Senin, 27 April 2009

Turut memeriahkan Tahun Keluarga GKPS 2009

RUMAH TANGGA KRISTEN:

“DUNIA KECIL” YANG BERIBADAH

Oleh: Jhonedy Chandra Purba, S.Th

Pemuda GKPS Jl. Binjai Km. 7 Medan Resort Medan Barat

1. Rumah Tangga Adalah “Dunia Kecil” : Sebuah Pengantar

Banyak pandangan yang mencoba memberikan analogi tentang sebuah Rumah Tangga atau Keluarga. Analogi ini mungkin saja dimaksudkan untuk memperjelas pemahaman tentang apa itu Rumah Tangga, apa fungsi dan hakekatnya, atau mempertegas hal lain yang berkaitan dengan rumah tangga itu sendiri. Dalam tulisan ini saya mencoba menganalogikan Rumah Tangga Sebagai “Dunia Kecil”.

Rumah tangga adalah sebuah “dunia kecil”. “Dunia kecil” di mana seorang anak mulai lahir, tumbuh dan berinteraksi dengan dunia nyata, sebelum ia melangkah masuk ke dalam dunia nyata lebih besar dan lebih kompleks. Di “dunia kecil” inilah seorang anak mulai menapakkan langkahnya menjalani kehidupannya. Tempat ia mulai mengucapkan kata yang pertama sekali keluar dari mulutnya. Tempat di mana ia mulai mendengar kata-kata lewat telinganya. Tempat ia mulairangkaian kehidupannya. Singkatnya “dunia kecil” di mana ia melakukan setiap gerak-gerik kehidupannya secara perdana.

Dalam sebuah “dunia kecil”, seorang anak berinteraksi dengan individu yang ada di dalamnya. Interaksi itu mengharuskannya untuk berhadapan dengan realitas yang ada dalam lingkup rumah tangga itu. Sebagai “dunia kecil”, rumah tangga membawa pembelajaran baru bagi seorang manusia untuk melangkah masuk ke dalam dunia yang lebih besar, yakni masyarakat. Di rumah tangga seorang anak dibekali dengan pengetahuan dan kemampuan untuk survive dalam dunia yang lebih besar yang mau tidak mau harus dia hadapi.
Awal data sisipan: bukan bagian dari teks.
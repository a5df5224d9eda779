//! Symmetric primitives used by the packet codec.
//!
//! - Header masking: AES-128-CTR keyed by the first 16 bytes of the destination id
//! - Message sealing: ChaCha20-Poly1305 with the unmasked header as associated data
//! - Randomness for IVs, nonces, tokens and decoy payloads

use crate::core::packet::{IV_SIZE, NONCE_SIZE};
use crate::error::{constants, DiscoveryError, Result};
use aes::Aes128;
use chacha20poly1305::aead::{Aead, KeyInit, Payload};
use chacha20poly1305::{ChaCha20Poly1305, Key, Nonce};
use ctr::cipher::{KeyIvInit, StreamCipher};
use rand::RngCore;

/// AEAD key length in bytes
pub const KEY_SIZE: usize = 32;

/// Poly1305 authentication tag length in bytes
pub const TAG_SIZE: usize = 16;

/// Header masking key length in bytes
pub const MASKING_KEY_SIZE: usize = 16;

type Aes128Ctr = ctr::Ctr128BE<Aes128>;

/// Stateful header masking stream.
///
/// The header is demasked in two steps (static header first, then auth-data whose
/// length the static header declares), so the keystream position must carry over.
pub struct HeaderMask {
    cipher: Aes128Ctr,
}

impl HeaderMask {
    pub fn new(masking_key: &[u8; MASKING_KEY_SIZE], iv: &[u8; IV_SIZE]) -> Self {
        Self {
            cipher: Aes128Ctr::new(masking_key.into(), iv.into()),
        }
    }

    /// XOR the next keystream bytes into `data`. Masking and demasking are the same call.
    pub fn apply(&mut self, data: &mut [u8]) {
        self.cipher.apply_keystream(data);
    }
}

/// Mask or demask `data` in one pass.
pub fn mask(masking_key: &[u8; MASKING_KEY_SIZE], iv: &[u8; IV_SIZE], data: &mut [u8]) {
    HeaderMask::new(masking_key, iv).apply(data);
}

/// Seal a message plaintext. The output carries the 16-byte tag at the end.
pub fn encrypt_message(
    key: &[u8; KEY_SIZE],
    nonce: &[u8; NONCE_SIZE],
    plaintext: &[u8],
    aad: &[u8],
) -> Result<Vec<u8>> {
    let cipher = ChaCha20Poly1305::new(Key::from_slice(key));
    cipher
        .encrypt(
            Nonce::from_slice(nonce),
            Payload {
                msg: plaintext,
                aad,
            },
        )
        .map_err(|_| DiscoveryError::EncryptionFailure)
}

/// Open a sealed message. Wrong key, wrong nonce, tampered AAD or ciphertext all
/// surface as `DecryptionFailure`; no partial plaintext is ever returned.
pub fn decrypt_message(
    key: &[u8; KEY_SIZE],
    nonce: &[u8; NONCE_SIZE],
    ciphertext: &[u8],
    aad: &[u8],
) -> Result<Vec<u8>> {
    if ciphertext.len() < TAG_SIZE {
        return Err(DiscoveryError::DecryptionFailure);
    }
    let cipher = ChaCha20Poly1305::new(Key::from_slice(key));
    cipher
        .decrypt(
            Nonce::from_slice(nonce),
            Payload {
                msg: ciphertext,
                aad,
            },
        )
        .map_err(|_| DiscoveryError::DecryptionFailure)
}

/// Fill a fixed-size array from the thread-local CSPRNG.
pub fn random_array<const N: usize>() -> [u8; N] {
    let mut out = [0u8; N];
    rand::rng().fill_bytes(&mut out);
    out
}

pub fn random_bytes(len: usize) -> Vec<u8> {
    let mut out = vec![0u8; len];
    rand::rng().fill_bytes(&mut out);
    out
}

/// Fill a buffer straight from the operating system, for long-lived key material.
pub fn os_random(buf: &mut [u8]) -> Result<()> {
    getrandom::fill(buf).map_err(|_| DiscoveryError::Custom(constants::ERR_RANDOM_SOURCE.into()))
}

#[cfg(test)]
#[allow(clippy::unwrap_used)]
mod tests {
    use super::*;

    #[test]
    fn test_mask_is_self_inverse() {
        let key = [7u8; MASKING_KEY_SIZE];
        let iv = [9u8; IV_SIZE];
        let original = b"static header and auth data".to_vec();

        let mut data = original.clone();
        mask(&key, &iv, &mut data);
        assert_ne!(data, original);
        mask(&key, &iv, &mut data);
        assert_eq!(data, original);
    }

    #[test]
    fn test_split_masking_matches_single_pass() {
        let key = [1u8; MASKING_KEY_SIZE];
        let iv = [2u8; IV_SIZE];
        let mut whole = vec![0x55u8; 57];
        mask(&key, &iv, &mut whole);

        let mut split = vec![0x55u8; 57];
        let mut stream = HeaderMask::new(&key, &iv);
        let (head, tail) = split.split_at_mut(23);
        stream.apply(head);
        stream.apply(tail);
        assert_eq!(whole, split);
    }

    #[test]
    fn test_aead_round_trip_and_aad_binding() {
        let key = [3u8; KEY_SIZE];
        let nonce = [4u8; NONCE_SIZE];
        let sealed = encrypt_message(&key, &nonce, b"ping", b"header").unwrap();
        assert_eq!(sealed.len(), 4 + TAG_SIZE);
        assert_eq!(
            decrypt_message(&key, &nonce, &sealed, b"header").unwrap(),
            b"ping"
        );
        assert!(matches!(
            decrypt_message(&key, &nonce, &sealed, b"headex"),
            Err(DiscoveryError::DecryptionFailure)
        ));
    }

    #[test]
    fn test_short_ciphertext_is_decrypt_failure() {
        let result = decrypt_message(&[0u8; KEY_SIZE], &[0u8; NONCE_SIZE], &[1, 2, 3], &[]);
        assert!(matches!(result, Err(DiscoveryError::DecryptionFailure)));
    }

    #[test]
    fn test_random_arrays_differ() {
        let a: [u8; 16] = random_array();
        let b: [u8; 16] = random_array();
        assert_ne!(a, b);
    }
}
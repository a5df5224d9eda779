#![no_main]

use discovery_protocol::core::packet::RawPacket;
use discovery_protocol::node::NodeId;
use libfuzzer_sys::fuzz_target;

const LOCAL: NodeId = NodeId::new([0x42; 32]);

fuzz_target!(|data: &[u8]| {
    // Size checks, header demasking and auth-data parsing on hostile input
    if let Ok(raw) = RawPacket::decode(data.to_vec()) {
        if let Ok(packet) = raw.demask(&LOCAL) {
            let _ = packet.decrypt_message(&[0u8; 32]);
        }
    }
});
//! # Utility Modules
//!
//! Supporting utilities used throughout the protocol implementation.
//!
//! ## Components
//! - **Crypto**: AES-128-CTR header masking and ChaCha20-Poly1305 message sealing
//! - **Expiration**: keyed timers for session and request lifetimes
//! - **Logging**: Structured logging configuration
//! - **Metrics**: Thread-safe observability counters
//!
//! ## Security
//! - Cryptographically secure RNG (getrandom for long-lived keys)
//! - Memory zeroing for sensitive data (zeroize crate)

pub mod crypto;
pub mod expiration;
pub mod logging;
pub mod metrics;

pub use expiration::ExpirationScheduler;
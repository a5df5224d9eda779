//! Observability and Metrics
//!
//! Process-wide atomic counters for packet, handshake, request and session events.

use std::sync::atomic::{AtomicU64, Ordering};
use std::time::Instant;
use tracing::info;

/// Global metrics collector for discovery operations
#[derive(Debug)]
pub struct Metrics {
    /// Datagrams handed to the inbound pipeline
    pub packets_received: AtomicU64,
    /// Datagrams emitted by the outbound pipeline
    pub packets_sent: AtomicU64,
    /// Bytes received
    pub bytes_received: AtomicU64,
    /// Bytes sent
    pub bytes_sent: AtomicU64,
    /// Packets rejected by the codec
    pub packets_malformed: AtomicU64,
    /// Messages that failed AEAD or plaintext decoding
    pub decrypt_failures: AtomicU64,
    /// Challenges issued
    pub challenges_sent: AtomicU64,
    /// Handshakes completed, either role
    pub handshakes_success: AtomicU64,
    /// Handshakes dropped during verification
    pub handshakes_failed: AtomicU64,
    /// Requests sent
    pub requests_sent: AtomicU64,
    /// Requests resolved with a timeout
    pub requests_timed_out: AtomicU64,
    /// Sessions created
    pub sessions_created: AtomicU64,
    /// Sessions destroyed by inactivity
    pub sessions_expired: AtomicU64,
    /// Envelopes dropped because a pipeline queue was full
    pub envelopes_dropped: AtomicU64,
    start_time: Instant,
}

impl Metrics {
    pub fn new() -> Self {
        Self {
            packets_received: AtomicU64::new(0),
            packets_sent: AtomicU64::new(0),
            bytes_received: AtomicU64::new(0),
            bytes_sent: AtomicU64::new(0),
            packets_malformed: AtomicU64::new(0),
            decrypt_failures: AtomicU64::new(0),
            challenges_sent: AtomicU64::new(0),
            handshakes_success: AtomicU64::new(0),
            handshakes_failed: AtomicU64::new(0),
            requests_sent: AtomicU64::new(0),
            requests_timed_out: AtomicU64::new(0),
            sessions_created: AtomicU64::new(0),
            sessions_expired: AtomicU64::new(0),
            envelopes_dropped: AtomicU64::new(0),
            start_time: Instant::now(),
        }
    }

    pub fn packet_received(&self, byte_count: u64) {
        self.packets_received.fetch_add(1, Ordering::Relaxed);
        self.bytes_received.fetch_add(byte_count, Ordering::Relaxed);
    }

    pub fn packet_sent(&self, byte_count: u64) {
        self.packets_sent.fetch_add(1, Ordering::Relaxed);
        self.bytes_sent.fetch_add(byte_count, Ordering::Relaxed);
    }

    pub fn packet_malformed(&self) {
        self.packets_malformed.fetch_add(1, Ordering::Relaxed);
    }

    pub fn decrypt_failure(&self) {
        self.decrypt_failures.fetch_add(1, Ordering::Relaxed);
    }

    pub fn challenge_sent(&self) {
        self.challenges_sent.fetch_add(1, Ordering::Relaxed);
    }

    pub fn handshake_success(&self) {
        self.handshakes_success.fetch_add(1, Ordering::Relaxed);
    }

    pub fn handshake_failed(&self) {
        self.handshakes_failed.fetch_add(1, Ordering::Relaxed);
    }

    pub fn request_sent(&self) {
        self.requests_sent.fetch_add(1, Ordering::Relaxed);
    }

    pub fn request_timed_out(&self) {
        self.requests_timed_out.fetch_add(1, Ordering::Relaxed);
    }

    pub fn session_created(&self) {
        self.sessions_created.fetch_add(1, Ordering::Relaxed);
    }

    pub fn session_expired(&self) {
        self.sessions_expired.fetch_add(1, Ordering::Relaxed);
    }

    pub fn envelope_dropped(&self) {
        self.envelopes_dropped.fetch_add(1, Ordering::Relaxed);
    }

    /// Get current metrics snapshot
    pub fn snapshot(&self) -> MetricsSnapshot {
        MetricsSnapshot {
            packets_received: self.packets_received.load(Ordering::Relaxed),
            packets_sent: self.packets_sent.load(Ordering::Relaxed),
            bytes_received: self.bytes_received.load(Ordering::Relaxed),
            bytes_sent: self.bytes_sent.load(Ordering::Relaxed),
            packets_malformed: self.packets_malformed.load(Ordering::Relaxed),
            decrypt_failures: self.decrypt_failures.load(Ordering::Relaxed),
            challenges_sent: self.challenges_sent.load(Ordering::Relaxed),
            handshakes_success: self.handshakes_success.load(Ordering::Relaxed),
            handshakes_failed: self.handshakes_failed.load(Ordering::Relaxed),
            requests_sent: self.requests_sent.load(Ordering::Relaxed),
            requests_timed_out: self.requests_timed_out.load(Ordering::Relaxed),
            sessions_created: self.sessions_created.load(Ordering::Relaxed),
            sessions_expired: self.sessions_expired.load(Ordering::Relaxed),
            envelopes_dropped: self.envelopes_dropped.load(Ordering::Relaxed),
            uptime_seconds: self.start_time.elapsed().as_secs(),
        }
    }

    /// Log current metrics
    pub fn log_metrics(&self) {
        let snapshot = self.snapshot();
        info!(
            packets_received = snapshot.packets_received,
            packets_sent = snapshot.packets_sent,
            bytes_received = snapshot.bytes_received,
            bytes_sent = snapshot.bytes_sent,
            packets_malformed = snapshot.packets_malformed,
            decrypt_failures = snapshot.decrypt_failures,
            challenges_sent = snapshot.challenges_sent,
            handshakes_success = snapshot.handshakes_success,
            handshakes_failed = snapshot.handshakes_failed,
            requests_sent = snapshot.requests_sent,
            requests_timed_out = snapshot.requests_timed_out,
            sessions_created = snapshot.sessions_created,
            sessions_expired = snapshot.sessions_expired,
            envelopes_dropped = snapshot.envelopes_dropped,
            uptime_seconds = snapshot.uptime_seconds,
            "Discovery metrics snapshot"
        );
    }
}

impl Default for Metrics {
    fn default() -> Self {
        Self::new()
    }
}

/// Snapshot of metrics at a point in time
#[derive(Debug, Clone)]
pub struct MetricsSnapshot {
    pub packets_received: u64,
    pub packets_sent: u64,
    pub bytes_received: u64,
    pub bytes_sent: u64,
    pub packets_malformed: u64,
    pub decrypt_failures: u64,
    pub challenges_sent: u64,
    pub handshakes_success: u64,
    pub handshakes_failed: u64,
    pub requests_sent: u64,
    pub requests_timed_out: u64,
    pub sessions_created: u64,
    pub sessions_expired: u64,
    pub envelopes_dropped: u64,
    pub uptime_seconds: u64,
}

static METRICS: once_cell::sync::Lazy<Metrics> = once_cell::sync::Lazy::new(Metrics::new);

/// Get the global metrics instance
pub fn global_metrics() -> &'static Metrics {
    &METRICS
}
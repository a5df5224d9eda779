use crate::config::DiscoveryConfig;
use crate::error::{DiscoveryError, Result};
use crate::node::id::NodeId;
use crate::node::local::LocalNode;
use crate::node::record::{NodeRecord, RecordVerifier, V4Verifier};
use crate::node::table::{MemoryNodeTable, NodeTable};
use crate::pipeline::common::{BadPacketHandler, NodeIdToSession};
use crate::pipeline::context::ContextParts;
use crate::pipeline::inbound::{
    ChallengePacketHandler, ChallengeSessionResolver, HandshakePacketHandler, IncomingDataPacker,
    MessageHandler, OrdinaryPacketHandler, PacketDemasker, SenderResolver,
};
use crate::pipeline::outbound::{
    MessageEncoder, OutgoingParcelHandler, RequestRegistration, TaskIntake,
};
use crate::pipeline::{Envelope, EnvelopeHandler, EnvelopeQueue, Pipeline, PipelineContext};
use crate::protocol::dispatcher::{Dispatcher, EmptyTalkHandler, TalkHandler};
use crate::protocol::task::{Completion, Task, TaskFuture};
use crate::transport::OutboundPacket;
use crate::utils::metrics::MetricsSnapshot;
use bytes::Bytes;
use parking_lot::Mutex;
use std::net::SocketAddr;
use std::sync::Arc;
use tokio::sync::mpsc;
use tokio::task::JoinHandle;
use tokio_util::sync::CancellationToken;
use tracing::{debug, info, instrument};

pub struct DiscoveryServiceBuilder {
    config: DiscoveryConfig,
    local: LocalNode,
    table: Option<Arc<dyn NodeTable>>,
    verifier: Option<Arc<dyn RecordVerifier>>,
    talk: Option<Arc<dyn TalkHandler>>,
}

impl DiscoveryServiceBuilder {
    /// Use an existing node table instead of a fresh in-memory one
    pub fn with_table(mut self, table: Arc<dyn NodeTable>) -> Self {
        self.table = Some(table);
        self
    }

    /// Replace the default "v4" record verifier
    pub fn with_verifier(mut self, verifier: Arc<dyn RecordVerifier>) -> Self {
        self.verifier = Some(verifier);
        self
    }

    /// Answer TALKREQ through `talk` instead of empty responses
    pub fn with_talk_handler(mut self, talk: Arc<dyn TalkHandler>) -> Self {
        self.talk = Some(talk);
        self
    }

    /// Build the service. Must be called inside a tokio runtime.
    pub fn build(self) -> Result<DiscoveryService> {
        self.config.validate_strict()?;

        let local = Arc::new(self.local);
        let table = self
            .table
            .unwrap_or_else(|| Arc::new(MemoryNodeTable::new()));
        let verifier = self.verifier.unwrap_or_else(|| Arc::new(V4Verifier));
        let talk = self.talk.unwrap_or_else(|| Arc::new(EmptyTalkHandler));
        let transport = &self.config.transport;

        let (inbound_queue, inbound_rx) = EnvelopeQueue::channel("inbound", transport.queue_capacity);
        let (outbound_queue, outbound_rx) =
            EnvelopeQueue::channel("outbound", transport.queue_capacity);
        let (datagrams, outgoing) = mpsc::channel(transport.outbound_capacity);

        let shutdown = CancellationToken::new();
        let dispatcher = Dispatcher::new(
            Arc::clone(&local),
            Arc::clone(&table),
            Arc::clone(&verifier),
            talk,
            self.config.session.max_nodes_per_message,
        );
        let context = PipelineContext::new(
            ContextParts {
                local: Arc::clone(&local),
                config: self.config.session.clone(),
                table,
                verifier,
                dispatcher,
                outbound: outbound_queue.clone(),
                transport: datagrams,
            },
            shutdown.clone(),
        );

        let inbound = Pipeline::new(
            "inbound",
            inbound_handlers(&context),
            inbound_queue,
            inbound_rx,
        );
        let outbound = Pipeline::new(
            "outbound",
            outbound_handlers(&context),
            outbound_queue,
            outbound_rx,
        );

        info!(node_id = %local.id(), seq = local.seq(), "Discovery service built");
        Ok(DiscoveryService {
            config: self.config,
            local,
            context,
            inbound: Arc::new(inbound),
            outbound: Arc::new(outbound),
            outgoing: Mutex::new(Some(outgoing)),
            workers: Mutex::new(Vec::new()),
            shutdown,
        })
    }
}

fn inbound_handlers(context: &Arc<PipelineContext>) -> Vec<Box<dyn EnvelopeHandler>> {
    vec![
        Box::new(IncomingDataPacker::new(Arc::clone(context))),
        Box::new(PacketDemasker::new(Arc::clone(context))),
        Box::new(ChallengeSessionResolver::new(Arc::clone(context))),
        Box::new(SenderResolver),
        Box::new(NodeIdToSession::new(Arc::clone(context))),
        Box::new(ChallengePacketHandler::new(Arc::clone(context))),
        Box::new(HandshakePacketHandler::new(Arc::clone(context))),
        Box::new(OrdinaryPacketHandler::new(Arc::clone(context))),
        Box::new(MessageHandler::new(Arc::clone(context))),
        Box::new(BadPacketHandler::new(Arc::clone(context))),
    ]
}

fn outbound_handlers(context: &Arc<PipelineContext>) -> Vec<Box<dyn EnvelopeHandler>> {
    vec![
        Box::new(TaskIntake),
        Box::new(NodeIdToSession::new(Arc::clone(context))),
        Box::new(RequestRegistration::new(Arc::clone(context))),
        Box::new(MessageEncoder::new(Arc::clone(context))),
        Box::new(OutgoingParcelHandler::new(Arc::clone(context))),
        Box::new(BadPacketHandler::new(Arc::clone(context))),
    ]
}

/// The session core of one discovery node.
///
/// ## Example
/// ```rust,no_run
/// use discovery_protocol::config::DiscoveryConfig;
/// use discovery_protocol::node::{LocalNode, NodeKey, NodeRecord};
/// use discovery_protocol::service::DiscoveryService;
///
/// # async fn run(peer: NodeRecord) -> discovery_protocol::error::Result<()> {
/// let key = NodeKey::generate()?;
/// let record = NodeRecord::builder()
///     .seq(1)
///     .udp("127.0.0.1:9000".parse().unwrap())
///     .sign(&key)?;
/// let service = DiscoveryService::builder(DiscoveryConfig::default(), LocalNode::new(key, record)?)
///     .build()?;
/// service.start();
///
/// let pong = service.ping(peer).await?;
/// println!("{pong:?}");
/// # Ok(())
/// # }
/// ```
pub struct DiscoveryService {
    config: DiscoveryConfig,
    local: Arc<LocalNode>,
    context: Arc<PipelineContext>,
    inbound: Arc<Pipeline>,
    outbound: Arc<Pipeline>,
    outgoing: Mutex<Option<mpsc::Receiver<OutboundPacket>>>,
    workers: Mutex<Vec<JoinHandle<()>>>,
    shutdown: CancellationToken,
}

impl DiscoveryService {
    pub fn builder(config: DiscoveryConfig, local: LocalNode) -> DiscoveryServiceBuilder {
        DiscoveryServiceBuilder {
            config,
            local,
            table: None,
            verifier: None,
            talk: None,
        }
    }

    /// Start both pipelines. Calling it again has no effect.
    pub fn start(&self) {
        let workers = self.config.transport.workers;
        let mut handles = self.workers.lock();
        handles.extend(self.inbound.start(workers, self.shutdown.child_token()));
        handles.extend(self.outbound.start(workers, self.shutdown.child_token()));
        debug!(workers, "Discovery service started");
    }

    /// Stop the pipelines and timers and fail every pending request with
    /// [`DiscoveryError::ServiceStopped`].
    pub fn stop(&self) {
        if self.shutdown.is_cancelled() {
            return;
        }
        self.shutdown.cancel();
        self.context.stop_timers();

        let registry = &self.context.registry;
        let mut failed = 0usize;
        for key in registry.keys() {
            if let Some(session) = registry.remove(&key) {
                for request in session.lock().drain_requests() {
                    if request.completion.resolve(Err(DiscoveryError::ServiceStopped)) {
                        failed += 1;
                    }
                }
            }
        }
        for handle in self.workers.lock().drain(..) {
            handle.abort();
        }
        info!(failed_requests = failed, "Discovery service stopped");
        self.context.metrics.log_metrics();
    }

    pub fn is_running(&self) -> bool {
        !self.shutdown.is_cancelled()
    }

    /// Token cancelled when the service stops.
    pub fn shutdown_token(&self) -> CancellationToken {
        self.shutdown.clone()
    }

    /// Feed one received datagram into the inbound pipeline.
    pub fn handle_incoming(&self, bytes: Bytes, remote: SocketAddr) -> Result<()> {
        if !self.is_running() {
            return Err(DiscoveryError::ServiceStopped);
        }
        self.inbound.push(Envelope::incoming(bytes, remote))
    }

    /// Datagrams to put on the wire. Can be taken once.
    pub fn take_outgoing(&self) -> Option<mpsc::Receiver<OutboundPacket>> {
        self.outgoing.lock().take()
    }

    /// Send PING and resolve with the peer's PONG.
    pub fn ping(&self, node: NodeRecord) -> TaskFuture {
        self.execute(Task::Ping, node)
    }

    /// Send FINDNODE and resolve with every record of the NODES responses.
    pub fn find_nodes(&self, node: NodeRecord, distances: Vec<u16>) -> TaskFuture {
        self.execute(Task::FindNode { distances }, node)
    }

    /// Send TALKREQ and resolve with the TALKRESP payload.
    pub fn talk(&self, node: NodeRecord, protocol: Vec<u8>, request: Vec<u8>) -> TaskFuture {
        self.execute(Task::TalkRequest { protocol, request }, node)
    }

    /// Submit a task. The future resolves exactly once: with the response, a timeout,
    /// session expiry, or a submission failure.
    #[instrument(level = "debug", skip(self, node))]
    pub fn execute(&self, task: Task, node: NodeRecord) -> TaskFuture {
        let (completion, future) = Completion::new();
        if !self.is_running() {
            completion.resolve(Err(DiscoveryError::ServiceStopped));
            return future;
        }
        // a failed push resolves the completion itself
        let _ = self.outbound.push(Envelope::task(task, node, completion));
        future
    }

    pub fn local_id(&self) -> &NodeId {
        self.local.id()
    }

    pub fn local_record(&self) -> &NodeRecord {
        self.local.record()
    }

    pub fn config(&self) -> &DiscoveryConfig {
        &self.config
    }

    pub fn table(&self) -> &Arc<dyn NodeTable> {
        &self.context.table
    }

    /// Number of live sessions
    pub fn sessions(&self) -> usize {
        self.context.registry.len()
    }

    pub fn metrics(&self) -> MetricsSnapshot {
        self.context.metrics.snapshot()
    }
}

impl Drop for DiscoveryService {
    fn drop(&mut self) {
        self.stop();
    }
}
Singkatnya, rumah tangga adalah “dunia kecil” di mana seorang anak dibekali untuk survive dalam interaksi kehidupannya.

2. “Dunia Kecil” Itu Diwarnai Interaksi dan Masalah.

Rumah tangga dibentuk oleh seorang laki-laki dan seorang perempuan yang berbeda dalam berbagai aspek (Mis. Latar belakang, budaya, pendidikan, karakter, pola pikir, sosioekonomi, dll). Pribadi yang berbeda itu, kemudian dipersatukan dalam wadah perkawinan dan dikukuhkan secara agamawi dan hukum. Paska perkawinan, pribadi yang berbeda itu juga harus terus mangadakan penyesuaian (interaksi) dalam rangka saling melengkapi dan menerima dalam rangka mencapai visi bersama. Melalui penyesuaian itu, diharapkan perbedaan yang ada menjadi suatu yang melengkapi dan harmonis.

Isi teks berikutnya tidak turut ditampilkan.